1983 kidnapping of Segundo Marey by Spanish paramilitary groups

Marey case is the name given to the trial for the 1983 kidnapping of Segundo Marey—one of the first victims of the Spanish government's dirty war against ETA—carried out by the so-called Grupos Antiterroristas de Liberación (GAL).
==The kidnapping of Segundo Marey==
On 4 December 1983, mercenaries Mohand Talbi, Jean-Pierre Échalier, and Pedro Sánchez—who had been hired with fondos reservados from the Ministry of the Interior—kidnapped Segundo Marey from his home in Hendaye, mistaking him for alleged ETA leader Mikel Lujua. Segundo Marey, who was born in 1932 and died in 2001, had no ties to ETA. He was a 51-year-old office furniture salesman, son of a socialist who had been exiled to France in 1936.

At the time of the kidnapping, both Marey and his wife were sprayed with tear gas and beaten. Marey was taken by car to the town of Dantxarinea, in the province of Navarre, where a group of police officers under the orders of Deputy Commissioner José Amedo was waiting. The officers took him to a cabin in the village of Matienzo, in the province of Cantabria, where he remained locked up for ten days, with his head covered with a hood, until he was released in French territory, three kilometers from the Dantxarinea border crossing.
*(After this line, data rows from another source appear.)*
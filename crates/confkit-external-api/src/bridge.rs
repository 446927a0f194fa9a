//! External API bridge
//!
//! Observes session record updates and turns state transitions into events
//! for the host application. Only transitions are forwarded: a record update
//! that leaves the state where it was (or carries a state already reported
//! for its URL) stays internal.

use std::sync::{Arc, RwLock};

use dashmap::DashMap;
use tracing::debug;

use confkit_session_core::{error_string, SessionObserver, SessionRecord, SessionState, SessionUrl};

use crate::events::{event_name_for, ExternalEventData, ENTERED_BACKGROUND_MODE};

/// Outbound notification channel to the host/native layer.
///
/// Delivery is fire-and-forget: implementations must not block the dispatch
/// loop, and there is no acknowledgment or retry.
pub trait NotificationSink: Send + Sync {
    fn send_event(&self, name: &str, data: &ExternalEventData, scope: &str);
}

/// Bridges session state transitions to a notification sink.
///
/// The host registers a scope identifying the view that should receive
/// events; while no scope is registered every send is suppressed outright,
/// not queued.
pub struct ExternalApiBridge {
    sink: Arc<dyn NotificationSink>,
    scope: RwLock<Option<String>>,
    /// Last state reported per URL, for transition deduplication.
    last_reported: DashMap<SessionUrl, SessionState>,
}

impl ExternalApiBridge {
    pub fn new(sink: Arc<dyn NotificationSink>) -> Self {
        Self {
            sink,
            scope: RwLock::new(None),
            last_reported: DashMap::new(),
        }
    }

    pub fn with_scope(sink: Arc<dyn NotificationSink>, scope: impl Into<String>) -> Self {
        let bridge = Self::new(sink);
        bridge.register_scope(scope);
        bridge
    }

    /// Register the host context that should receive events.
    pub fn register_scope(&self, scope: impl Into<String>) {
        if let Ok(mut guard) = self.scope.write() {
            *guard = Some(scope.into());
        }
    }

    /// Drop the registered scope; subsequent sends are suppressed.
    pub fn clear_scope(&self) {
        if let Ok(mut guard) = self.scope.write() {
            *guard = None;
        }
    }

    /// Emit the backgrounded-mode sibling notification. Not correlated to
    /// any session; always sent (scope permitting).
    pub fn notify_entered_background(&self) {
        self.send(ENTERED_BACKGROUND_MODE, &ExternalEventData::empty());
    }

    fn send(&self, name: &str, data: &ExternalEventData) {
        let scope = self.scope.read().ok().and_then(|guard| guard.clone());
        match scope {
            Some(scope) => self.sink.send_event(name, data, &scope),
            None => debug!("No scope registered, suppressing {} event", name),
        }
    }
}

impl SessionObserver for ExternalApiBridge {
    fn on_session_changed(&self, record: &SessionRecord) {
        let Some(state) = record.state else {
            return;
        };
        let Some(name) = event_name_for(state) else {
            return;
        };

        // insert returns the previous value, which doubles as the repeat
        // check: an identical state was already reported for this URL.
        if self.last_reported.insert(record.url.clone(), state) == Some(state) {
            return;
        }

        let data = ExternalEventData {
            url: record.url.to_string(),
            error: error_string(record.error.as_ref()),
        };
        debug!("Forwarding {} for {}", name, record.url);
        self.send(name, &data);
    }
}

/// Sink that logs events instead of crossing a process boundary. Useful as
/// a default wiring and in development builds.
#[derive(Debug, Default)]
pub struct TracingSink;

impl NotificationSink for TracingSink {
    fn send_event(&self, name: &str, data: &ExternalEventData, scope: &str) {
        tracing::info!(scope, payload = %data.to_json(), "external event: {}", name);
    }
}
The goal of the kidnappers was to exert pressure on the French authorities to release police inspector Jesús Alfredo Gutiérrez Argüelles and three police officers of the Grupo Especial de Operaciones (GEO), who had been arrested in the French commune of Pau on 18 October 1983. When they were arrested, they had been trying to kidnap alleged ETA member José María Larretxea in an attempt to obtain information on the whereabouts of Army Captain Alberto Martín Barrios, who had been kidnapped himself by ETA and later murdered. Finally, the then police inspector of Bilbao, Francisco Álvarez Sánchez, obtained the release of the four detainees with the agreement that they would appear before the French judicial authorities when summoned. However, this was not the case and thus they were sentenced in absentia.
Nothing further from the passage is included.